WHAT THE EXERCISE ASKS — What lines of the data below include the word "successful"? Report them by copying each.

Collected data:

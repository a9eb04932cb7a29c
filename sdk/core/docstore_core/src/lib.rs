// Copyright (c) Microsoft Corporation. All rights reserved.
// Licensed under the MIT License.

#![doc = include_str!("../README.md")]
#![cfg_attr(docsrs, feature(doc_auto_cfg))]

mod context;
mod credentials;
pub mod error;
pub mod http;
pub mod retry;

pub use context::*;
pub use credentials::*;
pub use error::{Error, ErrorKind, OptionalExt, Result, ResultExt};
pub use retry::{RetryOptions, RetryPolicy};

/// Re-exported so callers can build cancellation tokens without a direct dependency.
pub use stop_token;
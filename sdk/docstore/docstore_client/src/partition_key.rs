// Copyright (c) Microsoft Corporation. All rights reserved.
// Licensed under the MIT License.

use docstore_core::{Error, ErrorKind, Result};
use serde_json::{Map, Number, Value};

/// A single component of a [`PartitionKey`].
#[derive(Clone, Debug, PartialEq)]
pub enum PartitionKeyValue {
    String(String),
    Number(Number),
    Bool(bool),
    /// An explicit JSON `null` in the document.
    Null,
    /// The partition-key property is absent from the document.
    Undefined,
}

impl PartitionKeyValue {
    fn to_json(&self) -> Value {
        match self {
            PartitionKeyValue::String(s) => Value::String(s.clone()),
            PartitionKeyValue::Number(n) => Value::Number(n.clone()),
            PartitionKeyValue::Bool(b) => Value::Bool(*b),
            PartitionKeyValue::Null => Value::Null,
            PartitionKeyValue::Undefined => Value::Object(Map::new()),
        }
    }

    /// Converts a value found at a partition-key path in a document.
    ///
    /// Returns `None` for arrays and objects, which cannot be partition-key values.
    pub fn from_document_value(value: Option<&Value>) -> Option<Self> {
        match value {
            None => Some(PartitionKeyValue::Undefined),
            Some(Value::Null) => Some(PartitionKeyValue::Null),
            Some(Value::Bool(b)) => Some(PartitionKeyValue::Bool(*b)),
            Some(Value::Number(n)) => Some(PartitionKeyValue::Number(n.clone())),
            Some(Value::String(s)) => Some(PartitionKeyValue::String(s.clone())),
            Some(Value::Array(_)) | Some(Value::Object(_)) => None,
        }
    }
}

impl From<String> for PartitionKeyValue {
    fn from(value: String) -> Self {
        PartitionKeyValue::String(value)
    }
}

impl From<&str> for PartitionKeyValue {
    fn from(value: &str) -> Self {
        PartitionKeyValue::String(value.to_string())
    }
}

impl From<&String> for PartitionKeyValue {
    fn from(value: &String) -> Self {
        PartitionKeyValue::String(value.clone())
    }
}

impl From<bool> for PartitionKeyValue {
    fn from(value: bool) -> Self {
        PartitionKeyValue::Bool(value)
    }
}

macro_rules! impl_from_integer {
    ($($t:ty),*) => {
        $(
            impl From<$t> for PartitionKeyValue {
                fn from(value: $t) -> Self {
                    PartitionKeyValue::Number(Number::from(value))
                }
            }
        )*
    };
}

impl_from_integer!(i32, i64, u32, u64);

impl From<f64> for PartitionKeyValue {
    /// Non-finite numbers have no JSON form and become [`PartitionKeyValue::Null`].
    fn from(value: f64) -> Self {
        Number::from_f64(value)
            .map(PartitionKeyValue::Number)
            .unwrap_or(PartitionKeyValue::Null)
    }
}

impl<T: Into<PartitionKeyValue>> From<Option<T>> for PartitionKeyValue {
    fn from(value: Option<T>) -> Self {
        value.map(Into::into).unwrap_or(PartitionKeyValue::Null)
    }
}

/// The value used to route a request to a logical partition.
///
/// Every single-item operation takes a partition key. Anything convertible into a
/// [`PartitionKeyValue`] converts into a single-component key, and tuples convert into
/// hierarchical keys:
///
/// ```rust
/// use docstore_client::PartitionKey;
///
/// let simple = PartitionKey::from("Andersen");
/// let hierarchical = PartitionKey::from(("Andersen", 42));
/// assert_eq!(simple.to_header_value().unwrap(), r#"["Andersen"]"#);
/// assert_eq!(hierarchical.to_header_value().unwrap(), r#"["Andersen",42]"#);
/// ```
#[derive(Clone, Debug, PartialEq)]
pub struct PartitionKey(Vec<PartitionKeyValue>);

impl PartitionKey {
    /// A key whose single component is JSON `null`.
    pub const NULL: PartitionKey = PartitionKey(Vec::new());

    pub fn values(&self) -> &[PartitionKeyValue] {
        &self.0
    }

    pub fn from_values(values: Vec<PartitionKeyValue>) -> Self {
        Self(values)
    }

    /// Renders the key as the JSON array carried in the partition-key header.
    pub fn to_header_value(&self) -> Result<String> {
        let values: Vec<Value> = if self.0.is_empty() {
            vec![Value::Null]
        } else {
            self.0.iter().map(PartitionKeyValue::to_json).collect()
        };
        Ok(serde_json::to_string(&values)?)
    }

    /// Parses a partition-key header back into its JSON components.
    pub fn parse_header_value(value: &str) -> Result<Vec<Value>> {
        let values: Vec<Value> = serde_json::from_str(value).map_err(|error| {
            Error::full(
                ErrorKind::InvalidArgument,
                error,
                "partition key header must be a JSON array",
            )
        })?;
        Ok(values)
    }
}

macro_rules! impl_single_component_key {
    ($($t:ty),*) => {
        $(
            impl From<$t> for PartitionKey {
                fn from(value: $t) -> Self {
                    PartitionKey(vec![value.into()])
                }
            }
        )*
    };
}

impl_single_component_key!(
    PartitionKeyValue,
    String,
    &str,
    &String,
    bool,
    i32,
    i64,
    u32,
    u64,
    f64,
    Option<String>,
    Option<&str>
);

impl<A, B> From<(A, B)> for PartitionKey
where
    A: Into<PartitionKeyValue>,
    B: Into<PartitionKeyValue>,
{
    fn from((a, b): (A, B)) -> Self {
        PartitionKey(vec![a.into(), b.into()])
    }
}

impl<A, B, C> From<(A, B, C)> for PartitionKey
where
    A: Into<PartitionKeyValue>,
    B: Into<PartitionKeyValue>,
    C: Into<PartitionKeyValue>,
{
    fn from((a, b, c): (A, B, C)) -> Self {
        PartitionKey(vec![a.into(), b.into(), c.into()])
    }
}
---
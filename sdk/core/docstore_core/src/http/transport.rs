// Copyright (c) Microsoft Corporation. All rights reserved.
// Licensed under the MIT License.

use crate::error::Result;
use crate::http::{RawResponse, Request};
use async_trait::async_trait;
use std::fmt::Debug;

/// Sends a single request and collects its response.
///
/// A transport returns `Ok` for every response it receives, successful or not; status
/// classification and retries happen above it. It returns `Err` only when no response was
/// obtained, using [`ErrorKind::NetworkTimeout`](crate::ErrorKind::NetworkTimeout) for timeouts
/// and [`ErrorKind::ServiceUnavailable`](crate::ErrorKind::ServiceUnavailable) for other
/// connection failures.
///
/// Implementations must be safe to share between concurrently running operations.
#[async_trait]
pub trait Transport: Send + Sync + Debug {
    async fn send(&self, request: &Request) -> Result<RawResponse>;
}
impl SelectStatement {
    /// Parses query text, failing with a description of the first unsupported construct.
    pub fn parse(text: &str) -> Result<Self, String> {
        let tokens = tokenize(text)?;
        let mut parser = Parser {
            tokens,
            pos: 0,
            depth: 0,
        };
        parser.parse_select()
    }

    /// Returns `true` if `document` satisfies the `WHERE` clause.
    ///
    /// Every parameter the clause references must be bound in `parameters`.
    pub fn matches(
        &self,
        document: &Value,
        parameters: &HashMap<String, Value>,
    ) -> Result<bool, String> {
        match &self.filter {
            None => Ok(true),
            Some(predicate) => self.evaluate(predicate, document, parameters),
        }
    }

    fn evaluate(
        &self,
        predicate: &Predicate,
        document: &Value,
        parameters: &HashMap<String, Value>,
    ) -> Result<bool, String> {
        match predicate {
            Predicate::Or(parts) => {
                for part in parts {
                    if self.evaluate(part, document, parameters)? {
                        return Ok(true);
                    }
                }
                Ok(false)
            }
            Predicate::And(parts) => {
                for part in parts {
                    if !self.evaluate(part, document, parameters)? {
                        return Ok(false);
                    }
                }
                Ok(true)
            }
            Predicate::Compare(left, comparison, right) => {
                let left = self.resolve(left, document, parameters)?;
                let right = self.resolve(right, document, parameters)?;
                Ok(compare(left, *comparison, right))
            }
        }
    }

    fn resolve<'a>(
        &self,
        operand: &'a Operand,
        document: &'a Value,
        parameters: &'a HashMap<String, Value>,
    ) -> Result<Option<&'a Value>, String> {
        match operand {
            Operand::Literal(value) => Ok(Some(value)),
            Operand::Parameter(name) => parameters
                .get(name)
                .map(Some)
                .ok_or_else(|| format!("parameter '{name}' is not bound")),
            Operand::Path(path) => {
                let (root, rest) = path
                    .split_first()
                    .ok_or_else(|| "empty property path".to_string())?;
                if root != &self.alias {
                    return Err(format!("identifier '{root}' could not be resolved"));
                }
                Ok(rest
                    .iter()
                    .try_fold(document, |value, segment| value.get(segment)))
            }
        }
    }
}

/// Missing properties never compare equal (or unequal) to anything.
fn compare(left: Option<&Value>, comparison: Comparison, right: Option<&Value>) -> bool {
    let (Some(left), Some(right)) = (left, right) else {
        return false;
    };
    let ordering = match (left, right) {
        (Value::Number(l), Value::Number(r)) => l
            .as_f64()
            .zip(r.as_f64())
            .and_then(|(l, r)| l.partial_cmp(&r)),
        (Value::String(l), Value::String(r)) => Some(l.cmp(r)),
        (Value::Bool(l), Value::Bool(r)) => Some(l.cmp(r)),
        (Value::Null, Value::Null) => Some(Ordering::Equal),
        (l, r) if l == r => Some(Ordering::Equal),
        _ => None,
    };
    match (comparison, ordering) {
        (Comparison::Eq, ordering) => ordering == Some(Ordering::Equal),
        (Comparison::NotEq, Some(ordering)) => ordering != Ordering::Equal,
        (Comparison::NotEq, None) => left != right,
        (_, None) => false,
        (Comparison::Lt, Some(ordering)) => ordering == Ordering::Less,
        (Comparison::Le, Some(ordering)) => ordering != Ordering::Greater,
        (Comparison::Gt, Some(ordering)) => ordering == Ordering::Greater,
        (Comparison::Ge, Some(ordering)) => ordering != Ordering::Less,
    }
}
...
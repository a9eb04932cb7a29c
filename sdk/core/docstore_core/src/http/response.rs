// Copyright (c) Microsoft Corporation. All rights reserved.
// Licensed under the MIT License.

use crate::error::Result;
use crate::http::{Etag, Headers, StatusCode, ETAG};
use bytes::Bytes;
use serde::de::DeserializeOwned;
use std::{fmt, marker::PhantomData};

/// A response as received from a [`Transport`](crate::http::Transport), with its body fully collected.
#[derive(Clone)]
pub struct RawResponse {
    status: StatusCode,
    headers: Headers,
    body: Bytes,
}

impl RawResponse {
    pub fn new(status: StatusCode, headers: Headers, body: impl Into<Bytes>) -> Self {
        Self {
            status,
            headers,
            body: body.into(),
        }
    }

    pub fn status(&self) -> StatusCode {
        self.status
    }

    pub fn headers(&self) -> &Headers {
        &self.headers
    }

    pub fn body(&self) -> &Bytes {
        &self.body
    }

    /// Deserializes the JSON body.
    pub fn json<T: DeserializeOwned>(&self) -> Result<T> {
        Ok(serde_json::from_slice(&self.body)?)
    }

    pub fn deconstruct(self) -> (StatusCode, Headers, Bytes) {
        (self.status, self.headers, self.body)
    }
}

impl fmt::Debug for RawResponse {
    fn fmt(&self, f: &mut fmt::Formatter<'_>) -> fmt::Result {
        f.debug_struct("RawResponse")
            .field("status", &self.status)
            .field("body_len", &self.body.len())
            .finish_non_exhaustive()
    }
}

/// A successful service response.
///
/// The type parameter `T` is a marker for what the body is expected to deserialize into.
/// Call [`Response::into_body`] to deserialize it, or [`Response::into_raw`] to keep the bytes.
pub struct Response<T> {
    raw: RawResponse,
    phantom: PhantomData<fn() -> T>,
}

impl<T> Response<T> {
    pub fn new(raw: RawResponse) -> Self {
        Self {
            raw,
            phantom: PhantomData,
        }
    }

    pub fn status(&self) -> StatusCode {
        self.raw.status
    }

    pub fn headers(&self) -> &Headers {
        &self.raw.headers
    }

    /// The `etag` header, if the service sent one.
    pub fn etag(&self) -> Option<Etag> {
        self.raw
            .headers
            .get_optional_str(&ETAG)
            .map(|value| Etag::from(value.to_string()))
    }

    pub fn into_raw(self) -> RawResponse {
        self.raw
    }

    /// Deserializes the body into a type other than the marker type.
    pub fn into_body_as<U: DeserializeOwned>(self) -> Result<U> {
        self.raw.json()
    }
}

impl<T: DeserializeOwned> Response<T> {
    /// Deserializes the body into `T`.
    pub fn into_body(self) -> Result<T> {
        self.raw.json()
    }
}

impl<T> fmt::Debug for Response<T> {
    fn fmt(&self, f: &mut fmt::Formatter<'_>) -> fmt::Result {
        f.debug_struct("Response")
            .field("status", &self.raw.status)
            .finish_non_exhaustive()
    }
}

SOLUTION FOR THIS PROBLEM —
/// A transport returns `Ok` for every response it receives, successful or not; status
/// A successful service response.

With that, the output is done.